[[ Given entries open ]]

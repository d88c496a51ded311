//! Per-event modifier registry.
//!
//! The registry owns the ordered list of damage functions for one damage
//! calculation, plus staged buckets that run immediately before or after all
//! modifiers of a given step. Mutation goes through explicit insertion
//! commands; read access hands out shared slices only.

use quarry_common::{EventError, EventResult};
use tracing::trace;

use crate::modifier::{DamageFunction, DamageModifier, DamageModifierType};
use crate::step::DamageStepType;

/// Side of a step a staged function runs on.
#[derive(Debug, Clone, Copy, PartialEq, Eq, Hash)]
pub enum Placement {
    /// Immediately before the first modifier of the step.
    Before,
    /// Immediately after the last modifier of the step.
    After,
}

/// Structured insertion request against a [`ModifierRegistry`].
#[derive(Debug, Clone)]
pub enum ModifierCommand {
    /// Insert before the first modifier whose type is listed.
    InsertBefore {
        /// Function to insert.
        function: DamageFunction,
        /// Types to run ahead of.
        before: Vec<DamageModifierType>,
    },
    /// Insert after the last modifier whose type is listed.
    InsertAfter {
        /// Function to insert.
        function: DamageFunction,
        /// Types to run behind.
        after: Vec<DamageModifierType>,
    },
    /// Replace the function of a modifier, or append it.
    SetDamage(DamageFunction),
    /// Stage a function around a step.
    Stage {
        /// Step to attach to.
        step: DamageStepType,
        /// Side of the step.
        placement: Placement,
        /// Function to stage.
        function: DamageFunction,
    },
}

/// Result of [`ModifierRegistry::set_damage`].
#[derive(Debug, Clone, Copy, PartialEq, Eq)]
pub enum SetOutcome {
    /// The modifier existed and its function was swapped in place.
    Replaced,
    /// The modifier was new and went to the end of the list.
    Appended,
}

/// A function in execution order, with the step it is attributed to.
#[derive(Debug, Clone, Copy)]
pub struct PlannedFunction<'a> {
    /// Step the function counts towards.
    pub step: &'a DamageStepType,
    /// Function to apply.
    pub function: &'a DamageFunction,
}

#[derive(Debug, Clone)]
struct StepBucket {
    step: DamageStepType,
    before: Vec<DamageFunction>,
    after: Vec<DamageFunction>,
}

impl StepBucket {
    fn new(step: DamageStepType) -> Self {
        Self {
            step,
            before: Vec::new(),
            after: Vec::new(),
        }
    }

    fn side(&self, placement: Placement) -> &[DamageFunction] {
        match placement {
            Placement::Before => &self.before,
            Placement::After => &self.after,
        }
    }

    fn side_mut(&mut self, placement: Placement) -> &mut Vec<DamageFunction> {
        match placement {
            Placement::Before => &mut self.before,
            Placement::After => &mut self.after,
        }
    }

    fn functions_mut(&mut self) -> impl Iterator<Item = &mut DamageFunction> {
        self.before.iter_mut().chain(self.after.iter_mut())
    }
}

/// Ordered modifier list for a single damage calculation.
#[derive(Debug, Clone, Default)]
pub struct ModifierRegistry {
    functions: Vec<DamageFunction>,
    buckets: Vec<StepBucket>,
}

impl ModifierRegistry {
    /// Create an empty registry.
    #[must_use]
    pub fn new() -> Self {
        Self::default()
    }

    /// Create a registry from an initial ordered list.
    pub fn from_functions(functions: Vec<DamageFunction>) -> EventResult<Self> {
        let mut registry = Self::new();
        for function in functions {
            registry.ensure_absent(function.modifier())?;
            registry.functions.push(function);
        }
        Ok(registry)
    }

    /// Main-list functions in order, without staged buckets.
    #[must_use]
    pub fn functions(&self) -> &[DamageFunction] {
        &self.functions
    }

    /// Number of functions, staged ones included.
    #[must_use]
    pub fn len(&self) -> usize {
        self.functions.len()
            + self
                .buckets
                .iter()
                .map(|b| b.before.len() + b.after.len())
                .sum::<usize>()
    }

    /// Check if nothing is registered.
    #[must_use]
    pub fn is_empty(&self) -> bool {
        self.len() == 0
    }

    /// Check if a modifier is registered anywhere.
    #[must_use]
    pub fn contains(&self, modifier: &DamageModifier) -> bool {
        self.get(modifier).is_some()
    }

    /// Function registered for a modifier.
    #[must_use]
    pub fn get(&self, modifier: &DamageModifier) -> Option<&DamageFunction> {
        self.functions
            .iter()
            .chain(
                self.buckets
                    .iter()
                    .flat_map(|b| b.before.iter().chain(b.after.iter())),
            )
            .find(|f| f.modifier() == modifier)
    }

    /// Functions staged to run right before the given step.
    #[must_use]
    pub fn modifiers_before(&self, step: &DamageStepType) -> &[DamageFunction] {
        match self.bucket(step) {
            Some(bucket) => bucket.side(Placement::Before),
            None => &[],
        }
    }

    /// Functions staged to run right after the given step.
    #[must_use]
    pub fn modifiers_after(&self, step: &DamageStepType) -> &[DamageFunction] {
        match self.bucket(step) {
            Some(bucket) => bucket.side(Placement::After),
            None => &[],
        }
    }

    /// Stage a function before all modifiers of `step`.
    pub fn stage_before(&mut self, step: DamageStepType, function: DamageFunction) -> EventResult<()> {
        self.stage(step, Placement::Before, function)
    }

    /// Stage a function after all modifiers of `step`.
    pub fn stage_after(&mut self, step: DamageStepType, function: DamageFunction) -> EventResult<()> {
        self.stage(step, Placement::After, function)
    }

    /// Stage a function on one side of a step.
    pub fn stage(
        &mut self,
        step: DamageStepType,
        placement: Placement,
        function: DamageFunction,
    ) -> EventResult<()> {
        self.ensure_absent(function.modifier())?;
        trace!(
            "Staging {} {:?} step {}",
            function.modifier(),
            placement,
            step
        );
        let index = match self.buckets.iter().position(|b| b.step == step) {
            Some(index) => index,
            None => {
                self.buckets.push(StepBucket::new(step));
                self.buckets.len() - 1
            },
        };
        self.buckets[index].side_mut(placement).push(function);
        Ok(())
    }

    /// Insert a function before the first modifier whose type is in `before`.
    ///
    /// Appends when nothing matches, including for an empty set. Returns the
    /// index the function landed at.
    pub fn add_before(
        &mut self,
        function: DamageFunction,
        before: &[DamageModifierType],
    ) -> EventResult<usize> {
        self.ensure_absent(function.modifier())?;
        let index = self
            .functions
            .iter()
            .position(|f| before.contains(f.modifier().modifier_type()))
            .unwrap_or(self.functions.len());
        trace!("Inserting {} at {}", function.modifier(), index);
        self.functions.insert(index, function);
        Ok(index)
    }

    /// Insert a function after the last modifier whose type is in `after`.
    ///
    /// Appends when nothing matches. Returns the index the function landed at.
    pub fn add_after(
        &mut self,
        function: DamageFunction,
        after: &[DamageModifierType],
    ) -> EventResult<usize> {
        self.ensure_absent(function.modifier())?;
        let index = self
            .functions
            .iter()
            .rposition(|f| after.contains(f.modifier().modifier_type()))
            .map_or(self.functions.len(), |last| last + 1);
        trace!("Inserting {} at {}", function.modifier(), index);
        self.functions.insert(index, function);
        Ok(index)
    }

    /// Replace the function of an existing modifier in place, or append it.
    pub fn set_damage(&mut self, function: DamageFunction) -> SetOutcome {
        let modifier = function.modifier().clone();
        let existing = self.functions.iter_mut().find(|f| f.modifier() == &modifier);
        let existing = match existing {
            Some(slot) => Some(slot),
            None => self
                .buckets
                .iter_mut()
                .flat_map(|bucket| bucket.functions_mut())
                .find(|f| f.modifier() == &modifier),
        };
        if let Some(slot) = existing {
            *slot = function;
            SetOutcome::Replaced
        } else {
            self.functions.push(function);
            SetOutcome::Appended
        }
    }

    /// Apply an insertion command.
    pub fn apply(&mut self, command: ModifierCommand) -> EventResult<()> {
        match command {
            ModifierCommand::InsertBefore { function, before } => {
                self.add_before(function, &before).map(|_| ())
            },
            ModifierCommand::InsertAfter { function, after } => {
                self.add_after(function, &after).map(|_| ())
            },
            ModifierCommand::SetDamage(function) => {
                self.set_damage(function);
                Ok(())
            },
            ModifierCommand::Stage {
                step,
                placement,
                function,
            } => self.stage(step, placement, function),
        }
    }

    /// Resolve the execution order.
    ///
    /// Staged functions run around the first/last main-list modifier of their
    /// step. Buckets whose step has no main-list member run at the end, in
    /// the order the buckets were created.
    #[must_use]
    pub fn plan(&self) -> Vec<PlannedFunction<'_>> {
        let mut plan = Vec::with_capacity(self.len());

        for (index, function) in self.functions.iter().enumerate() {
            let step = function.modifier().step();
            let bucket = self.bucket(step);
            let first = self.functions.iter().position(|f| f.modifier().step() == step);
            let last = self.functions.iter().rposition(|f| f.modifier().step() == step);

            if let (Some(bucket), Some(true)) = (bucket, first.map(|i| i == index)) {
                plan.extend(bucket.before.iter().map(|f| PlannedFunction { step, function: f }));
            }
            plan.push(PlannedFunction { step, function });
            if let (Some(bucket), Some(true)) = (bucket, last.map(|i| i == index)) {
                plan.extend(bucket.after.iter().map(|f| PlannedFunction { step, function: f }));
            }
        }

        for bucket in &self.buckets {
            let anchored = self
                .functions
                .iter()
                .any(|f| f.modifier().step() == &bucket.step);
            if !anchored {
                let step = &bucket.step;
                plan.extend(
                    bucket
                        .before
                        .iter()
                        .chain(bucket.after.iter())
                        .map(|f| PlannedFunction { step, function: f }),
                );
            }
        }

        plan
    }

    fn bucket(&self, step: &DamageStepType) -> Option<&StepBucket> {
        self.buckets.iter().find(|b| &b.step == step)
    }

    fn ensure_absent(&self, modifier: &DamageModifier) -> EventResult<()> {
        if self.contains(modifier) {
            return Err(EventError::DuplicateModifier(modifier.to_string()));
        }
        Ok(())
    }
}

// ============================================================================
// Tests
// ============================================================================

[[ Given entries closed ]]

*Task prompt*: Looking at the material above, count the lines that carry the word "ModifierRegistry" and answer with the count alone.

*Your response*: 4